Strumpet City was nearly spoiled for my father, a railway enthusiast, when the train Yearling took from Dublin to Galway departed from Westland Row station instead of from the Broadstone depot, which was where Galway-bound trains departed from at that time. If there are factual errors of this kind in Dillon’s or Mills’ novels, I haven’t found them, but there probably are. Historical novelists have to forge ahead with the story and get the big picture right, and this is where they trip up occasionally on minor points. History, as the late great Raphael Samuel said, is an absorbing activity that takes in everything from looking at family photo albums to re-enactments of battles, and nearly everybody ‘does’ it in one way or another. So of course there are going to be mistakes. But academic historians can get things wrong too, picking and choosing evidence to ‘prove’, e.g., that parents only began to love their children in the late 18th century, or that Ireland was an endemically-disordered country in the early 19th century, and other similar rubbish.
James Plunkett, Strumpet City (London: Hutchinson 1969).

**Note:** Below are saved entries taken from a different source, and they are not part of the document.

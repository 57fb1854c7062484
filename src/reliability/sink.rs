use std::future::Future;
use std::pin::Pin;
use thiserror::Error;
use tokio::sync::mpsc;

#[derive(Error, Debug)]
pub enum SinkError {
    #[error("IO error: {0}")]
    IoError(#[from] std::io::Error),
    #[error("Spool disk budget exceeded ({needed} bytes needed, {available} available)")]
    DiskSpaceExceeded { needed: u64, available: u64 },
    #[error("Payload not found: {0}")]
    PayloadNotFound(String),
    #[error("Stored payload is not valid UTF-8: {0}")]
    InvalidPayload(String),
    #[error("Resend queue is full")]
    QueueFull,
    #[error("Resend queue is closed")]
    QueueClosed,
}

pub type SinkFuture<'a> = Pin<Box<dyn Future<Output = Result<(), SinkError>> + Send + 'a>>;

/// Receives payloads the collector did not acknowledge, so they can be
/// kept for a later resend.
///
/// This trait is dyn-compatible by using boxed futures instead of `impl Future`.
pub trait PayloadSink: Send + Sync {
    fn store<'a>(&'a self, payload: &'a str) -> SinkFuture<'a>;
}

/// Drops failed payloads.
#[derive(Debug, Default, Clone, Copy)]
pub struct DiscardSink;

impl PayloadSink for DiscardSink {
    fn store<'a>(&'a self, _payload: &'a str) -> SinkFuture<'a> {
        Box::pin(async { Ok(()) })
    }
}

/// Hands failed payloads to an application-owned queue.
#[derive(Debug, Clone)]
pub struct ChannelSink {
    sender: mpsc::Sender<String>,
}

impl ChannelSink {
    pub fn new(sender: mpsc::Sender<String>) -> Self {
        Self { sender }
    }

    /// Create a sink together with the receiving end of its queue.
    pub fn bounded(capacity: usize) -> (Self, mpsc::Receiver<String>) {
        let (sender, receiver) = mpsc::channel(capacity);
        (Self::new(sender), receiver)
    }
}

impl PayloadSink for ChannelSink {
    fn store<'a>(&'a self, payload: &'a str) -> SinkFuture<'a> {
        Box::pin(async move {
            self.sender
                .try_send(payload.to_string())
                .map_err(|e| match e {
                    mpsc::error::TrySendError::Full(_) => SinkError::QueueFull,
                    mpsc::error::TrySendError::Closed(_) => SinkError::QueueClosed,
                })
        })
    }
}
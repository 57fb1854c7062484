use reqwest::{Client, ClientBuilder};
use serde::{Deserialize, Serialize};
use std::time::Duration;
use thiserror::Error;
use url::Url;

#[derive(Error, Debug)]
pub enum ClientError {
    #[error("Invalid configuration: {0}")]
    InvalidConfiguration(String),
    #[error("Failed to build HTTP client: {0}")]
    Build(#[from] reqwest::Error),
}

/// How the collector acknowledges a payload.
#[derive(Debug, Clone, PartialEq, Eq, Default, Serialize, Deserialize)]
#[serde(rename_all = "lowercase")]
pub enum AckPolicy {
    /// Any 2xx status is a delivery.
    #[default]
    Status,
    /// 2xx and the first line of the body, trimmed, must equal the token.
    Body(String),
}

#[derive(Debug, Clone)]
pub struct ClientConfig {
    pub endpoint: String,
    pub timeout: Duration,
    pub connection_timeout: Duration,
    pub user_agent: String,
    /// Also send the access key as a `key-code` request header.
    pub send_key_header: bool,
    pub ack: AckPolicy,
}

impl Default for ClientConfig {
    fn default() -> Self {
        Self {
            endpoint: "http://127.0.0.1:8080/".to_string(),
            timeout: Duration::from_secs(30),
            connection_timeout: Duration::from_secs(10),
            user_agent: format!("rask-metric-reporter/{}", env!("CARGO_PKG_VERSION")),
            send_key_header: true,
            ack: AckPolicy::Status,
        }
    }
}

/// reqwest client bound to one collector endpoint.
#[derive(Debug, Clone)]
pub struct HttpClient {
    pub client: Client,
    pub config: ClientConfig,
    endpoint_url: Url,
}

impl HttpClient {
    pub fn new(config: ClientConfig) -> Result<Self, ClientError> {
        let endpoint_url: Url = config.endpoint.parse().map_err(|e| {
            ClientError::InvalidConfiguration(format!(
                "Invalid endpoint URL '{}': {}",
                config.endpoint, e
            ))
        })?;

        if !matches!(endpoint_url.scheme(), "http" | "https") {
            return Err(ClientError::InvalidConfiguration(format!(
                "Unsupported endpoint scheme: {}",
                endpoint_url.scheme()
            )));
        }

        if config.timeout.is_zero() {
            return Err(ClientError::InvalidConfiguration(
                "Request timeout must be greater than 0".to_string(),
            ));
        }

        let client = ClientBuilder::new()
            .timeout(config.timeout)
            .connect_timeout(config.connection_timeout)
            .user_agent(&config.user_agent)
            .build()?;

        Ok(Self {
            client,
            config,
            endpoint_url,
        })
    }

    pub fn endpoint(&self) -> &Url {
        &self.endpoint_url
    }
}
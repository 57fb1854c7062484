//! Domain layer for rask-metric-reporter.
//!
//! Contains the canonical types shared across all modules:
//! - `HeaderInfo`: The four labels that identify a reporting source
//! - `MetricRecord`: One collected metric, as a closed set of variants
//! - `ReportBatch`: Header, collection time and records for one cycle

pub mod batch;
pub mod header;
pub mod metric;

pub use batch::ReportBatch;
pub use header::{HeaderInfo, sanitize};
pub use metric::{CounterStatistics, GroupMember, MetricRecord, ValueStatistics};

Eilís Dillon, Across The Bitter Sea (London: Hodder & Stoughton 1973).
Lia Mills, Fallen (Dublin: Penguin Ireland 2014).
Raphael Samuel, Theatres of Memory: past and present in contemporary culture (London: Verso 1994).

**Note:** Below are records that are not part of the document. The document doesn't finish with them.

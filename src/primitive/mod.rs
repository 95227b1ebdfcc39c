//! Acceleration node layout and the hit record the intersector produces.

use crate::math::*;
use crate::scene::{LightId, MaterialId, NodeId, ShapeId};

mod bvh;

pub use bvh::{BVH_STACK_SIZE, TRANSFORM_STACK_SIZE};

/// A surface hit in world space.
#[derive(Debug, Clone, Copy)]
pub struct Hit {
    pub p: Point3f,
    /// Shading normal
    pub n: Normal3f,
    /// Geometric normal, used for ray offsets
    pub n_geo: Normal3f,
    pub tangent: Vec3f,
    pub t: Float,
    pub uv: Point2f,
    pub material: MaterialId,
    pub light: LightId,
}

/// A BVH node. `flags == 0` marks a leaf whose `far` is the single child
/// object. Inner nodes store `1 << axis`; their near child sits in the next
/// array slot and `far` is the other child.
#[derive(Debug, Clone, Copy, PartialEq)]
pub struct BvhNode {
    pub min: Point3f,
    pub max: Point3f,
    pub flags: u32,
    pub far: NodeId,
}

impl BvhNode {
    #[inline]
    pub fn bounds(&self) -> Bounds3f {
        Bounds3f { min: self.min, max: self.max }
    }

    #[inline]
    pub fn is_leaf(&self) -> bool {
        self.flags == 0
    }

    #[inline]
    pub fn axis(&self) -> usize {
        self.flags.trailing_zeros() as usize
    }
}

/// An instance: `object` lives in the space `transform` maps to world.
#[derive(Debug, Clone, Copy)]
pub struct TransformNode {
    pub transform: Transform,
    pub object: NodeId,
}

#[derive(Debug, Clone, Copy, PartialEq, Eq)]
pub struct PrimitiveNode {
    pub shape: ShapeId,
    pub material: MaterialId,
    pub light: LightId,
}
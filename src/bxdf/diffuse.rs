use crate::bxdf::{AbstractBxDF, BSDFSample, BxDFFlags};
use crate::color::SampledSpectrum;
use crate::math::sampling::{cosine_hemisphere_pdf, sample_cosine_hemisphere};
use crate::math::*;

/// Lambertian reflection.
#[derive(Debug, Clone)]
pub struct DiffuseBxDF {
    r: SampledSpectrum,
}

impl DiffuseBxDF {
    pub fn new(r: SampledSpectrum) -> DiffuseBxDF {
        DiffuseBxDF { r }
    }
}

impl AbstractBxDF for DiffuseBxDF {
    fn f(&self, wo: Vec3f, wi: Vec3f) -> SampledSpectrum {
        if !same_hemisphere(wo, wi) {
            return SampledSpectrum::from_const(0.0);
        }

        self.r * FRAC_1_PI
    }

    fn sample_f(&self, wo: Vec3f, _uc: Float, u: Point2f) -> Option<BSDFSample> {
        let mut wi = sample_cosine_hemisphere(u);
        if wo.z < 0.0 {
            wi.z *= -1.0;
        }

        let pdf = cosine_hemisphere_pdf(abs_cos_theta(wi));

        Some(BSDFSample::new(self.r * FRAC_1_PI, wi, pdf, BxDFFlags::DIFFUSE_REFLECTION))
    }

    fn pdf(&self, wo: Vec3f, wi: Vec3f) -> Float {
        if !same_hemisphere(wo, wi) {
            0.0
        } else {
            cosine_hemisphere_pdf(abs_cos_theta(wi))
        }
    }

    fn flags(&self) -> BxDFFlags {
        if self.r.is_zero() {
            BxDFFlags::UNSET
        } else {
            BxDFFlags::DIFFUSE_REFLECTION
        }
    }
}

Jean Plaidy, Queen Serpent (1951); The Italian Woman (1952) and Queen Jezebel (1953) – all reissued by Pan (London) 1968-73
ABOUT CLEAR CLASSICS.
Every week I share with readers of this blog books I’ve enjoyed and I explain why I have enjoyed and continue to enjoy them.
RECENT READ:
Alice McDermott, Absolution (London: Bloomsbury 2023). While we’re on the subject of historical fiction, most of Absolution is set among the American expatriate community in Saigon in the early 1960s and it seems spot-on. There are vivid descriptions of everything from the way people held cigarettes to the way men routinely and good-humouredly disparaged their wives all the time. And the clothes! The girdles, the sheath dresses with dress preservers held in place with tiny golden safety-pins under the arms.The optimism of early 1960s American Catholicism is vividly conveyed- Kennedy in the White House,Pope John XXIII in the Vatican and communism (it seemed) in retreat. The war, the Americans all believe, will be over next year, and it barely affects them in Saigon anyway. Patricia, blissfully newly-married to naval engineer (actually intelligence officer) Peter, has been to college and has (almost) participated in civil rights agitation in the South with her radical-Catholic friend Stella, and she’s quite happy now to have given up her teaching job to be the wife at home, though a bit nonplussed at the enforced idleness of a house with servants. One of the other wives, the ultra-confident and scary Charlene – McDermott is very good on female power – takes Patricia under her wing and then all kinds of interesting things happen. The book’s theme is the meaning of ‘goodness’ and the harm that people can do through trying to do good, but it is very forgiving, too. I love all McDermott’s books but this is possibly her best and bravest(although it would be hard to beat Charming Billy). It’s certainly the best newly-published book I’ve read over the past decade.